*** Data for processing
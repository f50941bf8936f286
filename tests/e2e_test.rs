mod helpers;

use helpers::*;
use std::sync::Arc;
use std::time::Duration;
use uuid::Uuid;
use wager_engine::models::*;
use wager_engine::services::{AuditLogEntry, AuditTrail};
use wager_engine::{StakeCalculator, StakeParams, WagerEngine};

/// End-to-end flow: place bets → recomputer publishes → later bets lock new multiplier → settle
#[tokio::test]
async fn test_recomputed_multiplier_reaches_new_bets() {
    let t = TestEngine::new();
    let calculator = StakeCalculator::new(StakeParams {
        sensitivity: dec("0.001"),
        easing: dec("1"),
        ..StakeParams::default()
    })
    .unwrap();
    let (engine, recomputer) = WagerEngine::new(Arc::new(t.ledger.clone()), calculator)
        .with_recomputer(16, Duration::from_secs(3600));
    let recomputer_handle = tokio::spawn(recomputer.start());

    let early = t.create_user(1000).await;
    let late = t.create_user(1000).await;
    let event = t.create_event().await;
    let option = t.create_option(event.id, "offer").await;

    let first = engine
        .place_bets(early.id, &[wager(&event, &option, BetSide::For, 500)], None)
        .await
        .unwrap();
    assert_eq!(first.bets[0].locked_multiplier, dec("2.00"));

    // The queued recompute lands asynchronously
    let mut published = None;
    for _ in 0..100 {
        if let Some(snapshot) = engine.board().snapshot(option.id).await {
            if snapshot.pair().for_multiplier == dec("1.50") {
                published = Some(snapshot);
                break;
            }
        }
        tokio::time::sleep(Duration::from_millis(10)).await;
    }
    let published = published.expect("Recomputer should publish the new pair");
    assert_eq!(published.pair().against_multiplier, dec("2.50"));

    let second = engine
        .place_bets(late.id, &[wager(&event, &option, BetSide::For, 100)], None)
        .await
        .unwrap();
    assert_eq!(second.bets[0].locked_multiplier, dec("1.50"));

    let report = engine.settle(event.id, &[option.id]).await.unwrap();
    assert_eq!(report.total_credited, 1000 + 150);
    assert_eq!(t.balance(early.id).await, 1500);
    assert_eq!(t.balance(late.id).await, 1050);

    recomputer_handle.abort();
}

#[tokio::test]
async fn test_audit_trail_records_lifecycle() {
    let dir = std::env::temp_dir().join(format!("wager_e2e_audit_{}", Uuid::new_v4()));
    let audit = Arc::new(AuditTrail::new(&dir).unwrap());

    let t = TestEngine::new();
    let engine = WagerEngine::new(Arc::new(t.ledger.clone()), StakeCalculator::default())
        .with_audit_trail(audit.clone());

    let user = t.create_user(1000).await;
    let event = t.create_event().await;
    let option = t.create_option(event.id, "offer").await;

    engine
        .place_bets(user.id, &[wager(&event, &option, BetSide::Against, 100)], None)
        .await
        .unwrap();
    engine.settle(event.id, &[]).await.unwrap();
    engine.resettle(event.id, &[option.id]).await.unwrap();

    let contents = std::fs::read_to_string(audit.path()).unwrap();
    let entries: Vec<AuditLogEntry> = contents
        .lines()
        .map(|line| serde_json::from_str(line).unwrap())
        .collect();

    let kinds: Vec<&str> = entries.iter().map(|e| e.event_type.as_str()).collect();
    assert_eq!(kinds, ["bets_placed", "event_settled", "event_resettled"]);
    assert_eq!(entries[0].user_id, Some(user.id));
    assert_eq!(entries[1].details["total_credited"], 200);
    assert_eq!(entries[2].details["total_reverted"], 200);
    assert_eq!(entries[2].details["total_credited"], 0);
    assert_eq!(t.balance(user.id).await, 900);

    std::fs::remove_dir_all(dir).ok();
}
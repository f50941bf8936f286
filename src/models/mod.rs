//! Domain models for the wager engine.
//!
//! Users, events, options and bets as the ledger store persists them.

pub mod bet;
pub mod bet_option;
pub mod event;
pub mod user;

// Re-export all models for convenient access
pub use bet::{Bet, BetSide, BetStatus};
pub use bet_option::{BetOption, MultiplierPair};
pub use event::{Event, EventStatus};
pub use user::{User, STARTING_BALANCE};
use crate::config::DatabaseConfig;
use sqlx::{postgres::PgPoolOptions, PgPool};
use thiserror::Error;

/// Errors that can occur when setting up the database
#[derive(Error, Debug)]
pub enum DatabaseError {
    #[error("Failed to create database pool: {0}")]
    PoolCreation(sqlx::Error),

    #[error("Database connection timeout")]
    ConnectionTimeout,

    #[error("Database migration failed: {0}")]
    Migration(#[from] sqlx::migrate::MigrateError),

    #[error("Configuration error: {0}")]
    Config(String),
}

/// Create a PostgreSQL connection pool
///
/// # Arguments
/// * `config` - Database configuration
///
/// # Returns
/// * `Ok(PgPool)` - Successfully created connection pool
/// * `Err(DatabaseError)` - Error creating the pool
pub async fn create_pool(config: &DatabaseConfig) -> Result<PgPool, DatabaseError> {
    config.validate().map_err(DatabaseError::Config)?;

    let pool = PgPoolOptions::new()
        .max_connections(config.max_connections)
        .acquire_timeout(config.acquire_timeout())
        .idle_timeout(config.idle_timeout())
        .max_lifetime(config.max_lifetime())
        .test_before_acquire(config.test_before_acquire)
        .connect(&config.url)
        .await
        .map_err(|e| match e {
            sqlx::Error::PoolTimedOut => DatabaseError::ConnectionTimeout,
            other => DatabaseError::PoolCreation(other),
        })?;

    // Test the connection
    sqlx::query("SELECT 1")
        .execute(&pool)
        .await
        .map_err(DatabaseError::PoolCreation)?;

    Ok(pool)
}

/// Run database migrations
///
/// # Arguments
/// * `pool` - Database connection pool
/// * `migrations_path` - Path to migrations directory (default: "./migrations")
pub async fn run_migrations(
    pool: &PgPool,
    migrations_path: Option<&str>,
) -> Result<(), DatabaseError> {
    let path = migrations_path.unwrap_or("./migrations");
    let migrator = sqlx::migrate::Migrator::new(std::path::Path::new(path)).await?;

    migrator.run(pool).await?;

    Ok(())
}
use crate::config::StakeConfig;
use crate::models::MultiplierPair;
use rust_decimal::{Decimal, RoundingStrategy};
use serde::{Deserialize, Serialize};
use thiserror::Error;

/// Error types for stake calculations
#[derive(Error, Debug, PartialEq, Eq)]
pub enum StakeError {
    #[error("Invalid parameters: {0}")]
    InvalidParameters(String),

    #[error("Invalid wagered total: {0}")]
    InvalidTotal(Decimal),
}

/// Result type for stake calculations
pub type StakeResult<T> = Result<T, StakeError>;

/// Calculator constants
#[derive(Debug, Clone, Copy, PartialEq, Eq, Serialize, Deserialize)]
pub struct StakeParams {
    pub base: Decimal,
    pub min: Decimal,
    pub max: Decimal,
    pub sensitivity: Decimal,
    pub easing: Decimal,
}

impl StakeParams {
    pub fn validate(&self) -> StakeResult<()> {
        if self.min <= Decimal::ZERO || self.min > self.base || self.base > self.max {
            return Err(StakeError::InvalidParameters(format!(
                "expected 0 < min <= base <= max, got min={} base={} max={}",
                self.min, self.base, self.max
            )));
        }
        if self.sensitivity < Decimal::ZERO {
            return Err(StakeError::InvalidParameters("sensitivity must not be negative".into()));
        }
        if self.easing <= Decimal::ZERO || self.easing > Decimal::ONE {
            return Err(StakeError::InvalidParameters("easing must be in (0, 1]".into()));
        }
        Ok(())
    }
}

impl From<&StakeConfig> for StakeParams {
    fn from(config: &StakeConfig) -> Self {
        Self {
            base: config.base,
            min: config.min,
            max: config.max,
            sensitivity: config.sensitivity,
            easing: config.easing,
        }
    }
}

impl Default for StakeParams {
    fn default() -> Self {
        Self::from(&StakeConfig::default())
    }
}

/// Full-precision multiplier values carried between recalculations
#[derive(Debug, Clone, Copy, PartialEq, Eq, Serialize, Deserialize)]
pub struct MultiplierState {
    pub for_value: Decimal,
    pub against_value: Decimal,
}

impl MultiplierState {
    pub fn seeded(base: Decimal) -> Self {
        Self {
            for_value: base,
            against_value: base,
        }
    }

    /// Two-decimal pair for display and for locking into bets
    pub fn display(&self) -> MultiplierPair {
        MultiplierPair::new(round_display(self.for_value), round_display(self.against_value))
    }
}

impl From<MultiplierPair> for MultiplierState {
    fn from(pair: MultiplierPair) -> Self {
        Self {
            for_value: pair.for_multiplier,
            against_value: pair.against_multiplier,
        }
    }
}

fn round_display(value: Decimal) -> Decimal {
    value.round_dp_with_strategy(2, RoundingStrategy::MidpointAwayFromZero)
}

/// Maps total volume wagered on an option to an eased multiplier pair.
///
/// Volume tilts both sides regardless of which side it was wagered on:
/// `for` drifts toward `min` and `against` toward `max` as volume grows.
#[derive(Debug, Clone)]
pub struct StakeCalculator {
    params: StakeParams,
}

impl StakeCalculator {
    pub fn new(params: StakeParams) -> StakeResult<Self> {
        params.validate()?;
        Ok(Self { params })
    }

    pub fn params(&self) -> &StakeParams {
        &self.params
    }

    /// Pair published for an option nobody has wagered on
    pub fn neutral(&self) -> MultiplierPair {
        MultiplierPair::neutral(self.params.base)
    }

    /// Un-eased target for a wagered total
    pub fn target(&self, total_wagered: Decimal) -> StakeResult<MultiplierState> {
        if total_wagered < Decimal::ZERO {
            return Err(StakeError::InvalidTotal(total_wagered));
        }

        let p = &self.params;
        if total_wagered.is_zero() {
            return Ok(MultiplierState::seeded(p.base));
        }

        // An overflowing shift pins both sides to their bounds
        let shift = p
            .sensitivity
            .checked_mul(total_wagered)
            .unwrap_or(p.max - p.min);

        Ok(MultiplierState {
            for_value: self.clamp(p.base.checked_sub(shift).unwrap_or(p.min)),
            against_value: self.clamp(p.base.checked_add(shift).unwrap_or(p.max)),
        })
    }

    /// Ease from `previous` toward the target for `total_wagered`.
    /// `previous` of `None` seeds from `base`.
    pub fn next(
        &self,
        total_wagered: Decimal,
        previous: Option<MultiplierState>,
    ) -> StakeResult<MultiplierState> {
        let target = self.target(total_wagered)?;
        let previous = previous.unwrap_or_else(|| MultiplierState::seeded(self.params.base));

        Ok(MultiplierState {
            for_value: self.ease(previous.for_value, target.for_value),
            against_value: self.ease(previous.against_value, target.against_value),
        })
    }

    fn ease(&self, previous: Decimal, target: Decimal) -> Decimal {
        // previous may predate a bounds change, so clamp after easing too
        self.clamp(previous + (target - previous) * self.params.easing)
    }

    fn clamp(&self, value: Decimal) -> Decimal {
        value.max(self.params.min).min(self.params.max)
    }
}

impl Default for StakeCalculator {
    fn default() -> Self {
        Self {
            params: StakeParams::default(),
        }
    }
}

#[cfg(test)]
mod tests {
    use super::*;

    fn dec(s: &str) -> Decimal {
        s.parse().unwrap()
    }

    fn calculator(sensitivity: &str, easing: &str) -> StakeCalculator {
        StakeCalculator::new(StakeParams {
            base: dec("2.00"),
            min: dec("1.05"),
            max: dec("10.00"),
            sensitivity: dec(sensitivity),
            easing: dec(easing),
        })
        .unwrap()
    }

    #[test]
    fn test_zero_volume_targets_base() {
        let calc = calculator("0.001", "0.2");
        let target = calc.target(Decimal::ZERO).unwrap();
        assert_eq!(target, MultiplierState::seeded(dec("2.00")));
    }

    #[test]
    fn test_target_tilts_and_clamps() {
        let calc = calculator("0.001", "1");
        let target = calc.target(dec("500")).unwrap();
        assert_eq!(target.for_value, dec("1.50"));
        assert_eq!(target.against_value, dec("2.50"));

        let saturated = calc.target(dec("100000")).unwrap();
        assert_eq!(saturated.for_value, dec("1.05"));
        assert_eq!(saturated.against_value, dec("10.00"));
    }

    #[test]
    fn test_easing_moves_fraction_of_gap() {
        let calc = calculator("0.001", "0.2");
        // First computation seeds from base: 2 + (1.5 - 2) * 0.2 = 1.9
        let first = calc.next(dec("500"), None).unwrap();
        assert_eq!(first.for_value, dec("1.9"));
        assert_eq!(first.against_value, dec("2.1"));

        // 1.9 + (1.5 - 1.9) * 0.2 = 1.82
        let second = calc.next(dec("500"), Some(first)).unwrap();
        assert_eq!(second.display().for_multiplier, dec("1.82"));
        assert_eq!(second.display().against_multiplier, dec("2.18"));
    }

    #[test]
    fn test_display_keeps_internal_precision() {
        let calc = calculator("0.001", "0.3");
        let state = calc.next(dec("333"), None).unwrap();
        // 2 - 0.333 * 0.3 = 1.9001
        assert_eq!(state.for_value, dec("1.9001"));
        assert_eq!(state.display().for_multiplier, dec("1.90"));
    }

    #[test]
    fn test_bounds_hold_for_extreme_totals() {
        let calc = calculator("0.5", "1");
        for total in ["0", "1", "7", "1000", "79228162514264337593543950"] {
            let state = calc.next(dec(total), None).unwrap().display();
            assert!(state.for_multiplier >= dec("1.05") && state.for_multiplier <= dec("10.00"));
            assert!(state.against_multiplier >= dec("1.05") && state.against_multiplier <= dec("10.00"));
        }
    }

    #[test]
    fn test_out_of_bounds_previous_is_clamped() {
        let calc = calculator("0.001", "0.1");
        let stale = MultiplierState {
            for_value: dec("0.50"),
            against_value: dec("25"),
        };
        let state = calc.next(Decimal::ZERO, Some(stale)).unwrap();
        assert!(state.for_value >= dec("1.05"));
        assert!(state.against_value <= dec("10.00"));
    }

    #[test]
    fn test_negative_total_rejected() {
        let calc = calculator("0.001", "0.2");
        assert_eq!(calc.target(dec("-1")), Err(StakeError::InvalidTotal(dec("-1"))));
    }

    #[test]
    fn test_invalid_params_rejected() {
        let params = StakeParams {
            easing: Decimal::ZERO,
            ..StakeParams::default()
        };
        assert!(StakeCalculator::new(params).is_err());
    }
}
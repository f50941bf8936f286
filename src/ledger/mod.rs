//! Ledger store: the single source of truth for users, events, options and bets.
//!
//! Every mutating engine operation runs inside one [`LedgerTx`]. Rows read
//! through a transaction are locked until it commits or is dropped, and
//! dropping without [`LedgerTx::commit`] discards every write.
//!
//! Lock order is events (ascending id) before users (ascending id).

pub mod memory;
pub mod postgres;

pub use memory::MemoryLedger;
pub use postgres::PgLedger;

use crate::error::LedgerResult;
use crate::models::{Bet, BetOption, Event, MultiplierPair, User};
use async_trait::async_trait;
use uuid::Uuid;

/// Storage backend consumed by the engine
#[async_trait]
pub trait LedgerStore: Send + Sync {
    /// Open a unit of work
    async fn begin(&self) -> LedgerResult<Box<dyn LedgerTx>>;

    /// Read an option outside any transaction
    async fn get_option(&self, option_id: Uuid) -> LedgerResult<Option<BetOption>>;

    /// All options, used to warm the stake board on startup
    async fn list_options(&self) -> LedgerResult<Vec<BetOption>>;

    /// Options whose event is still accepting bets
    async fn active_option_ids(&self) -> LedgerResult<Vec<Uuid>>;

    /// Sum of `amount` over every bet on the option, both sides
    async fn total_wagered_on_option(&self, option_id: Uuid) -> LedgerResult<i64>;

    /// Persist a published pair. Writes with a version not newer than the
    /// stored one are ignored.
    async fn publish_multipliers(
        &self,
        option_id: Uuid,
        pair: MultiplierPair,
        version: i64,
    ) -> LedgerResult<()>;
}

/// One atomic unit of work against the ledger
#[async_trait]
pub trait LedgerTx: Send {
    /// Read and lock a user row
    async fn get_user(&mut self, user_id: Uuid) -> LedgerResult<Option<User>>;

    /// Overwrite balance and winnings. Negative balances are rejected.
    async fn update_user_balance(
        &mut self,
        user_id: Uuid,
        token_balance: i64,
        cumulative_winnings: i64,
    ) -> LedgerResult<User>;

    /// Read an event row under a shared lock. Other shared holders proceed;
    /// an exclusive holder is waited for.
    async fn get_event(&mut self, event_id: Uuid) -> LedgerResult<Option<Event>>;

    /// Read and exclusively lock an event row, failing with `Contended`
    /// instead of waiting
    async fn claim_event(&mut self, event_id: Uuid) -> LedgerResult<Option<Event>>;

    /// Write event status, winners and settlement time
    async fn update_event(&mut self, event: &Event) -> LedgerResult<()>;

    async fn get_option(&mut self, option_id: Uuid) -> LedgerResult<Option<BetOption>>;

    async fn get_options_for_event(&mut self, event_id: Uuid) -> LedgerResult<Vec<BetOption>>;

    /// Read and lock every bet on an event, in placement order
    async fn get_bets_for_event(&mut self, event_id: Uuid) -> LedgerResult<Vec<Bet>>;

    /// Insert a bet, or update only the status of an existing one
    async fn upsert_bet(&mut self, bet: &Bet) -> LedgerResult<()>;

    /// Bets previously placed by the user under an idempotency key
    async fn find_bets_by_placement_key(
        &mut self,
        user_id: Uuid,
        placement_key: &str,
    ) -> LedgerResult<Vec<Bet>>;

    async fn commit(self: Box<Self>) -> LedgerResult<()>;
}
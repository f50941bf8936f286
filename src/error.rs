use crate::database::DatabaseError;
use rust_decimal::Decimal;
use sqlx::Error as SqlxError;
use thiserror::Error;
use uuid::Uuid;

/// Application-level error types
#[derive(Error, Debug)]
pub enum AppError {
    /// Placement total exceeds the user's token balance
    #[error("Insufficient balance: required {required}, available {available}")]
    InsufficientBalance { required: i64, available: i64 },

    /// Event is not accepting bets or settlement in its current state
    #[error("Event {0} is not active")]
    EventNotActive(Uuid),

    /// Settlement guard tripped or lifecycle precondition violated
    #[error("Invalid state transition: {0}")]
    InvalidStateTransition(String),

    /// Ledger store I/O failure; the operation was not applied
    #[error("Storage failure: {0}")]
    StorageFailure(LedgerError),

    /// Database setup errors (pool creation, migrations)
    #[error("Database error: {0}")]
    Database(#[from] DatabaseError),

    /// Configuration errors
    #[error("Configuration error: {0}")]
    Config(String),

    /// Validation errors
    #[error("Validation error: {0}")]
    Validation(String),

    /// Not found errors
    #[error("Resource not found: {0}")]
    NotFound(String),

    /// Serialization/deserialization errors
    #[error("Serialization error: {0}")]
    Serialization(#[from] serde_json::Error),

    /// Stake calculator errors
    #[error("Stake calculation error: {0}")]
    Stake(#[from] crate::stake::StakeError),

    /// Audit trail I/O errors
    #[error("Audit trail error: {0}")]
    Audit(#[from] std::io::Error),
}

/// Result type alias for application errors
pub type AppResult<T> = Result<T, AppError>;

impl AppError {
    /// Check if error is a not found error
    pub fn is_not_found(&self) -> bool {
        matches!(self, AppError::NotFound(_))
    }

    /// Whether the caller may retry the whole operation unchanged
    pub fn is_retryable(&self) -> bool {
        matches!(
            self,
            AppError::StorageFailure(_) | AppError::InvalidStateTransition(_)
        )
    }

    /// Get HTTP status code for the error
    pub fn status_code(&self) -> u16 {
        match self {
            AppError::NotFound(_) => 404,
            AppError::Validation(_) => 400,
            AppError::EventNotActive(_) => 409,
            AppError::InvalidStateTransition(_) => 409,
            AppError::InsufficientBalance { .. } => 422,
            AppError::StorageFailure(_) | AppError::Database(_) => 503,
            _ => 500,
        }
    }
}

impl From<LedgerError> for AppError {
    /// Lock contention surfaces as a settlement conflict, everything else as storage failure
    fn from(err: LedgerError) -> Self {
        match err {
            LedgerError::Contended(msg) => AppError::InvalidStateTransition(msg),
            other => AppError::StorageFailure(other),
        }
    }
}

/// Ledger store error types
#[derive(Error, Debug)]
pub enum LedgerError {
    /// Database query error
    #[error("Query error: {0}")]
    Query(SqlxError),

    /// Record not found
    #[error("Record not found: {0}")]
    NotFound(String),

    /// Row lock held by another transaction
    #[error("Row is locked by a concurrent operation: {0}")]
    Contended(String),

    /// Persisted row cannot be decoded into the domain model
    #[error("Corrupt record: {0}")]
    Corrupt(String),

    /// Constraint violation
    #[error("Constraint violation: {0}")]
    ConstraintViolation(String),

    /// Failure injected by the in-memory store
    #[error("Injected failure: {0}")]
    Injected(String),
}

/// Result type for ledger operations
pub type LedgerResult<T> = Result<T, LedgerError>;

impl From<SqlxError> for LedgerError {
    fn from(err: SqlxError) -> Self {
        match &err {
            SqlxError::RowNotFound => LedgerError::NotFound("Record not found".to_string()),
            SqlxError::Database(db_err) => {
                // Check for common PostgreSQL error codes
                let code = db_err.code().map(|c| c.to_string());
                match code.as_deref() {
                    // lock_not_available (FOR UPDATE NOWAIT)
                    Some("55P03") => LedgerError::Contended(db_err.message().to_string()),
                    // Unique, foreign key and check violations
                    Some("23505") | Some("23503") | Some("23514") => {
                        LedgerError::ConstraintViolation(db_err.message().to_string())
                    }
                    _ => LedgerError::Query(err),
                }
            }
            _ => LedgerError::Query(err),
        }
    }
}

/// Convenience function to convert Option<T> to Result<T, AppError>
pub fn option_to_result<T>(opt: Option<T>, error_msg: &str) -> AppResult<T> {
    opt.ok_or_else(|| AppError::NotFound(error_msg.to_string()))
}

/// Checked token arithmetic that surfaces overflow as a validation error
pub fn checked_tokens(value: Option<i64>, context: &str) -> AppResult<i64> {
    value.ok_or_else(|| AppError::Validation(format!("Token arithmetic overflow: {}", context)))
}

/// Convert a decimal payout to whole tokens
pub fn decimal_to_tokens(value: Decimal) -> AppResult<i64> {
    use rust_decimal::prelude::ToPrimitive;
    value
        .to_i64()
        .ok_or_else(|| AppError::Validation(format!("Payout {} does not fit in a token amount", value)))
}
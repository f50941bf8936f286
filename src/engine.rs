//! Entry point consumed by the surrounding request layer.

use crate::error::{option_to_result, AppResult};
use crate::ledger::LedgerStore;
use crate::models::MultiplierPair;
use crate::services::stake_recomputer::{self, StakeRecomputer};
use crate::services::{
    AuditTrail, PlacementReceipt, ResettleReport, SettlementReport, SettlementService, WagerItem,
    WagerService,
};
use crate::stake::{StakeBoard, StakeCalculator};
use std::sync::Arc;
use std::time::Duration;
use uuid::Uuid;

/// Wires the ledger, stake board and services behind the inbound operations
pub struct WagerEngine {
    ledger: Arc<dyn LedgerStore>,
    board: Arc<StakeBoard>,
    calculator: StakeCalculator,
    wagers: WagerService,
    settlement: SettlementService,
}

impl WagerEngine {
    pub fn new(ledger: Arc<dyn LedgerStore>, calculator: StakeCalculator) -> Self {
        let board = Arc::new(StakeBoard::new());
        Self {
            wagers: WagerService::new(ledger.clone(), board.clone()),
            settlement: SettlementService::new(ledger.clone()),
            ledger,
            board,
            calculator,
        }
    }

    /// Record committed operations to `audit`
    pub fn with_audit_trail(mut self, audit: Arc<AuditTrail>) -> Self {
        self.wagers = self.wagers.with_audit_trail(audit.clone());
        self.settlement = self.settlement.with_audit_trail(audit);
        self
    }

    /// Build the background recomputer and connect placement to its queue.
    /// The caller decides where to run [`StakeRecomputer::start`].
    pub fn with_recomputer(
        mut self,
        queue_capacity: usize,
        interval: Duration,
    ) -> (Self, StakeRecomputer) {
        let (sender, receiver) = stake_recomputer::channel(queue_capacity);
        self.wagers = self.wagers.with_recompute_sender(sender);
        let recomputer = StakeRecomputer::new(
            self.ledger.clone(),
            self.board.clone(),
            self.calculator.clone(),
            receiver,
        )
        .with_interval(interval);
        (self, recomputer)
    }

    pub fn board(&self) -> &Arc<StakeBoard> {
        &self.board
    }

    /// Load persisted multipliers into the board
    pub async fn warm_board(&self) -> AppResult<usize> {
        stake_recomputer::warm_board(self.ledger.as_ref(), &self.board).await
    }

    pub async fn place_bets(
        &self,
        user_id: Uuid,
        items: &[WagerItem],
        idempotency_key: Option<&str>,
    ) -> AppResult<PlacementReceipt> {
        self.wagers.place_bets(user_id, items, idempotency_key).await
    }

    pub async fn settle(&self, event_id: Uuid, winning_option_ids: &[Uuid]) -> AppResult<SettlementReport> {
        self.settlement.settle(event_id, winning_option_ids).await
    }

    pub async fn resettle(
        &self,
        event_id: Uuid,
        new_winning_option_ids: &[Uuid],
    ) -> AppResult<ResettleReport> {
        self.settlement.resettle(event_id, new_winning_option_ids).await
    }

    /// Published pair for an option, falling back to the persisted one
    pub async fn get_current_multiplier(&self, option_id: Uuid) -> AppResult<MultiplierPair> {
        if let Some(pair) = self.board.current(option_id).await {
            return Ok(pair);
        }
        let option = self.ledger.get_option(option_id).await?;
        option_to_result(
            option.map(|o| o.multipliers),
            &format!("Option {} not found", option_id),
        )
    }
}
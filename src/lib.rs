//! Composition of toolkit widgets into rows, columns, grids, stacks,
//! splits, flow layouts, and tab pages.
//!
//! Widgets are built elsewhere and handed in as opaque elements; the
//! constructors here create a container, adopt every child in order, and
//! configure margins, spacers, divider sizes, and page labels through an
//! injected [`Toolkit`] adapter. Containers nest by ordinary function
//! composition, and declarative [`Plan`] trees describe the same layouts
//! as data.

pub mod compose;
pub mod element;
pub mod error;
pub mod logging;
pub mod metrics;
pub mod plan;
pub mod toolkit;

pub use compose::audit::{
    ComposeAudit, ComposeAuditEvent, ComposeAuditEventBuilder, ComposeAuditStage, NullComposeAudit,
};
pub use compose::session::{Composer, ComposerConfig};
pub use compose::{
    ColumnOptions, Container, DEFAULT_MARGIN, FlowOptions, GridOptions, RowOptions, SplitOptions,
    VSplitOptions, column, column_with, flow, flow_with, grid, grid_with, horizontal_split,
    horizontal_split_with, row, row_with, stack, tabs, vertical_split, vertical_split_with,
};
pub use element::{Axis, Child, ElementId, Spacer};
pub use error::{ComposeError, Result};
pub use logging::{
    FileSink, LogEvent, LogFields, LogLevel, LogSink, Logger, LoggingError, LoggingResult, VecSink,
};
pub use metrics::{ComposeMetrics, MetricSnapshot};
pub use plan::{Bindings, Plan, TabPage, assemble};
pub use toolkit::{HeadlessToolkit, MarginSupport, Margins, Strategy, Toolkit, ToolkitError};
******
Take the lines above from the one containing "PostgreSQL error codes" to the one containing "a validation error" and retype them exactly, both ends included, with nothing added.

                // Check for common PostgreSQL error codes
                let code = db_err.code().map(|c| c.to_string());
                match code.as_deref() {
                    // lock_not_available (FOR UPDATE NOWAIT)
                    Some("55P03") => LedgerError::Contended(db_err.message().to_string()),
                    // Unique, foreign key and check violations
                    Some("23505") | Some("23503") | Some("23514") => {
                        LedgerError::ConstraintViolation(db_err.message().to_string())
                    }
                    _ => LedgerError::Query(err),
                }
            }
            _ => LedgerError::Query(err),
        }
    }
}

/// Convenience function to convert Option<T> to Result<T, AppError>
pub fn option_to_result<T>(opt: Option<T>, error_msg: &str) -> AppResult<T> {
    opt.ok_or_else(|| AppError::NotFound(error_msg.to_string()))
}

/// Checked token arithmetic that surfaces overflow as a validation error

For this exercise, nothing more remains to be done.